THE VELOCITY OF THE BLOOD varies so much in different parts of the body, and is influenced by so many circumstances, that it can not be calculated with any degree of accuracy. It has been estimated that a portion of the blood will make the tour of the body in about twenty-three seconds (FLINT), and that the entire mass passes through the heart in from one to two minutes. [Footnote: The total amount of blood in an adult of average weight is about eighteen pounds. Dividing this by five ounces, the quantity discharged by the left ventricle at each systole, gives fifty- eight pulsations as the number necessary to transmit all the blood in the body. This, however, is an extremely unreliable basis of calculation, as the rapidity of the blood is itself so variable. Chauvreau has shown by experiments with his instrument that, corresponding to the first dilation of the vessels, the blood moves with immense rapidity; following this, the current suddenly becomes nearly arrested; this is succeeded by a second acceleration in the current, not quite so rapid as the first; and after this there is a gradual decline in the rapidity to the time of the next pulsation.] (See p. 314.)

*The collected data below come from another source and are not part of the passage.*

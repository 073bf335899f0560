use four_cc::FourCC;

use crate::read_box_children;
use crate::{BoxHeader, ByteCursor, Mp4Box, Mp4BoxError};

use super::{MovieExtendsHeaderBox, TrackExtendsBox};

#[derive(Debug, Clone, PartialEq, Eq)]
pub struct MovieExtendsBox {
    pub mehd: Option<MovieExtendsHeaderBox>,
    /// One per track.
    pub trex: Vec<TrackExtendsBox>,
}

impl Mp4Box for MovieExtendsBox {
    const NAME: FourCC = FourCC(*b"mvex");

    fn content_size(&self) -> u64 {
        let mut size = 0;

        if let Some(mehd) = &self.mehd {
            size += mehd.size();
        }

        for trex in &self.trex {
            size += trex.size();
        }

        size
    }

    fn write_box_contents(&self, cursor: &mut ByteCursor) -> Result<(), Mp4BoxError> {
        if let Some(mehd) = &self.mehd {
            mehd.write(cursor)?;
        }

        for trex in &self.trex {
            trex.write(cursor)?;
        }

        Ok(())
    }

    fn read_box_contents(cursor: &mut ByteCursor, header: &BoxHeader) -> Result<Self, Mp4BoxError> {
        let mut mehd = None;
        let mut trex = Vec::new();

        read_box_children(cursor, header, |child, cursor| {
            match &child.name.0 {
                b"mehd" => mehd = Some(MovieExtendsHeaderBox::read_box_contents(cursor, child)?),
                b"trex" => trex.push(TrackExtendsBox::read_box_contents(cursor, child)?),
                _ => return Ok(false),
            }

            Ok(true)
        })?;

        Ok(MovieExtendsBox { mehd, trex })
    }
}
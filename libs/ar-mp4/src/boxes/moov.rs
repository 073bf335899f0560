use four_cc::FourCC;

use crate::read_box_children;
use crate::Mp4Box;
use crate::{BoxHeader, ByteCursor, Mp4BoxError};

use super::{MovieExtendsBox, MovieHeaderBox, TrackBox};

#[derive(Debug, Clone, PartialEq, Eq)]
pub struct MovieBox {
    pub mvhd: MovieHeaderBox,
    pub mvex: Option<MovieExtendsBox>,
    pub tracks: Vec<TrackBox>,
}

impl Mp4Box for MovieBox {
    const NAME: FourCC = FourCC(*b"moov");

    fn content_size(&self) -> u64 {
        let mut size = self.mvhd.size();

        if let Some(mvex) = &self.mvex {
            size += mvex.size();
        }

        for track in &self.tracks {
            size += track.size();
        }

        size
    }

    fn write_box_contents(&self, cursor: &mut ByteCursor) -> Result<(), Mp4BoxError> {
        self.mvhd.write(cursor)?;

        if let Some(mvex) = &self.mvex {
            mvex.write(cursor)?;
        }

        for track in &self.tracks {
            track.write(cursor)?;
        }

        Ok(())
    }

    fn read_box_contents(cursor: &mut ByteCursor, header: &BoxHeader) -> Result<Self, Mp4BoxError> {
        let mut mvhd = None;
        let mut mvex = None;
        let mut tracks = Vec::new();

        read_box_children(cursor, header, |child, cursor| {
            match &child.name.0 {
                b"mvhd" => mvhd = Some(MovieHeaderBox::read_box_contents(cursor, child)?),
                b"mvex" => mvex = Some(MovieExtendsBox::read_box_contents(cursor, child)?),
                b"trak" => tracks.push(TrackBox::read_box_contents(cursor, child)?),
                _ => return Ok(false),
            }

            Ok(true)
        })?;

        Ok(MovieBox {
            mvhd: mvhd.ok_or(Mp4BoxError::MissingBox {
                parent: Self::NAME,
                name: MovieHeaderBox::NAME,
            })?,
            mvex,
            tracks,
        })
    }
}

#[cfg(test)]
fn fragmented_movie() -> MovieBox {
    use crate::*;

    MovieBox {
        mvhd: MovieHeaderBox {
            creation_time: 0,
            modification_time: 0,
            timescale: 90_000,
            duration: 0,
            next_track_id: 2,
        },
        mvex: Some(MovieExtendsBox {
            mehd: Some(MovieExtendsHeaderBox {
                fragment_duration: 0,
            }),
            trex: vec![TrackExtendsBox {
                track_id: 1,
                default_sample_description_index: 1,
                default_sample_duration: 0,
                default_sample_size: 0,
                default_sample_flags: 0,
            }],
        }),
        tracks: vec![TrackBox {
            tkhd: TrackHeaderBox {
                flags: TrackHeaderFlags::ENABLED | TrackHeaderFlags::IN_MOVIE,
                creation_time: 0,
                modification_time: 0,
                track_id: 1,
                duration: 0,
                width: 1920,
                height: 1080,
            },
            mdia: MediaBox {
                mdhd: MediaHeaderBox {
                    creation_time: 0,
                    modification_time: 0,
                    timescale: 90_000,
                    duration: 0,
                    language: 0x55c4,
                },
                hdlr: HandlerBox {
                    handler_type: FourCC(*b"vide"),
                    name: String::from("Video Handler"),
                },
                minf: MediaInformationBox {
                    media_header: MediaHeader::Video(VideoMediaHeaderBox::new()),
                    dinf: DataInformationBox {
                        dref: DataReferenceBox {
                            entries: vec![DataEntryUrlBox {
                                location: String::new(),
                            }],
                        },
                    },
                    stbl: SampleTableBox {
                        stsd: SampleDescriptionBox {
                            entries: vec![SampleEntry {
                                name: FourCC(*b"avc1"),
                                data: bytes::Bytes::from_static(&[0; 16]),
                            }],
                        },
                        stts: TimeToSampleBox {
                            entries: Vec::new(),
                        },
                        stsc: SampleToChunkBox {
                            entries: Vec::new(),
                        },
                        stsz: SampleSizeBox {
                            sample_sizes: SampleSizes::Variable(Vec::new()),
                        },
                        chunk_offsets: ChunkOffsets::Co64(ChunkLargeOffsetBox {
                            chunk_offsets: Vec::new(),
                        }),
                    },
                },
            },
        }],
    }
}

#[test]
fn round_trips_a_whole_movie_tree() {
    use crate::Mp4Box;

    let moov = fragmented_movie();
    let bytes = moov.to_bytes().unwrap();

    assert_eq!(bytes.len() as u64, moov.size());
    assert_eq!(&bytes[4..8], b"moov");
    assert_eq!(MovieBox::from_bytes(&bytes).unwrap(), moov);
}

#[test]
fn skips_unknown_children_inside_the_tree() {
    use crate::{ByteCursor, Mp4Box};

    let moov = fragmented_movie();

    // splice an unknown box between mvhd and mvex
    let mut cursor = ByteCursor::new();
    cursor.write_u32((moov.size() + 12) as u32).write_utf8_bytes("moov");
    moov.mvhd.write(&mut cursor).unwrap();
    cursor.write_u32(12).write_utf8_bytes("udta").write_u32(0);
    moov.mvex.as_ref().unwrap().write(&mut cursor).unwrap();
    for track in &moov.tracks {
        track.write(&mut cursor).unwrap();
    }

    let decoded = MovieBox::from_bytes(cursor.as_slice()).unwrap();

    assert_eq!(decoded, moov);
}
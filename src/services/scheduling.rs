use chrono::{NaiveDate, NaiveTime};

use crate::models::{minutes_of_day, Booking, BusinessHours};
use crate::services::clock::Clock;

/// Reason a start time cannot take a new appointment.
#[derive(Debug, Clone, Copy, PartialEq, Eq)]
pub enum SlotConflict {
    Closed,
    OffGrid,
    PastClosing,
    LunchBreak,
    Booked,
}

impl std::fmt::Display for SlotConflict {
    fn fmt(&self, f: &mut std::fmt::Formatter<'_>) -> std::fmt::Result {
        match self {
            SlotConflict::Closed => write!(f, "the shop is closed on that day"),
            SlotConflict::OffGrid => write!(f, "that is not one of the offered start times"),
            SlotConflict::PastClosing => write!(f, "the service would end after closing time"),
            SlotConflict::LunchBreak => write!(f, "the service would overlap the lunch break"),
            SlotConflict::Booked => write!(f, "that time is already booked"),
        }
    }
}

fn time_from_minutes(minutes: i64) -> Option<NaiveTime> {
    NaiveTime::from_hms_opt((minutes / 60) as u32, (minutes % 60) as u32, 0)
}

/// Half-open interval overlap: `[a1, a2)` and `[b1, b2)` overlap iff
/// `a1 < b2 && a2 > b1`. Touching endpoints do not overlap.
pub fn overlaps(a: (i64, i64), b: (i64, i64)) -> bool {
    a.0 < b.1 && a.1 > b.0
}

/// Start times on `date` where an appointment of `duration_minutes` fits
/// without running past closing, into lunch, or into a confirmed booking.
/// Past dates and closed days yield nothing.
pub fn available_slots(
    date: NaiveDate,
    duration_minutes: i32,
    hours: &BusinessHours,
    bookings: &[Booking],
    clock: &dyn Clock,
) -> Vec<NaiveTime> {
    if date < clock.today() || !hours.is_open_on(date) || duration_minutes <= 0 {
        return vec![];
    }

    let opening = minutes_of_day(hours.opening);
    let closing = minutes_of_day(hours.closing);
    let step = hours.slot_interval_minutes.max(1) as i64;

    let mut slots = vec![];
    let mut start = opening;
    while start < closing {
        if fits(start, duration_minutes, hours, bookings).is_ok() {
            if let Some(t) = time_from_minutes(start) {
                slots.push(t);
            }
        }
        start += step;
    }
    slots
}

/// Checks one candidate start time against the same rules `available_slots`
/// applies, including grid alignment. The date itself is not compared to today.
pub fn check_slot(
    date: NaiveDate,
    start: NaiveTime,
    duration_minutes: i32,
    hours: &BusinessHours,
    bookings: &[Booking],
) -> Result<(), SlotConflict> {
    if !hours.is_open_on(date) {
        return Err(SlotConflict::Closed);
    }

    let start = minutes_of_day(start);
    let opening = minutes_of_day(hours.opening);
    let step = hours.slot_interval_minutes.max(1) as i64;
    if start < opening || start >= minutes_of_day(hours.closing) || (start - opening) % step != 0 {
        return Err(SlotConflict::OffGrid);
    }

    fits(start, duration_minutes, hours, bookings)
}

fn fits(
    start: i64,
    duration_minutes: i32,
    hours: &BusinessHours,
    bookings: &[Booking],
) -> Result<(), SlotConflict> {
    let end = start + duration_minutes.max(1) as i64;
    let candidate = (start, end);

    if end > minutes_of_day(hours.closing) {
        return Err(SlotConflict::PastClosing);
    }

    if let Some(lunch) = hours.lunch {
        let lunch = (minutes_of_day(lunch.start), minutes_of_day(lunch.end));
        if overlaps(candidate, lunch) {
            return Err(SlotConflict::LunchBreak);
        }
    }

    if bookings
        .iter()
        .filter(|b| b.is_confirmed())
        .any(|b| overlaps(candidate, b.interval()))
    {
        return Err(SlotConflict::Booked);
    }

    Ok(())
}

DISTRIBUTION AND REGULATION OF THE HEAT OF THE BODY.—1. Distribution.—The natural temperature is not far from 98°. [Footnote: The average temperature is, however, easily departed from. Through some trivial cause the cooling agencies may be interfered with, and then, the heating processes getting the superiority, a high temperature or fever comes on. Or the reverse may ensue. In Asiatic cholera, the constitution of the blood is so changed that its disks can no longer carry oxygen into the system, the heat-making processes are put a stop to, and, the temperature declining, the body becomes of a marble coldness, characteristic of that terrible disease.—DRAPER.] This is maintained, as we have already seen, by the action of the oxygen within us. Each capillary tube is a tiny stove, where oxygen is combining with the tissues of the body (see note, p. 107). Every contraction of a muscle develops heat, the latent heat being set free by the breaking up of the tissue. The warmth so produced is distributed by the circulation of the blood. Thus the arteries, veins, and capillaries form a series of hot- water pipes, through which the heated liquid is forced by a pump—the heart—while the heat is kept up, not by a central furnace and boiler, but by a multitude of little fires placed here and there along its course.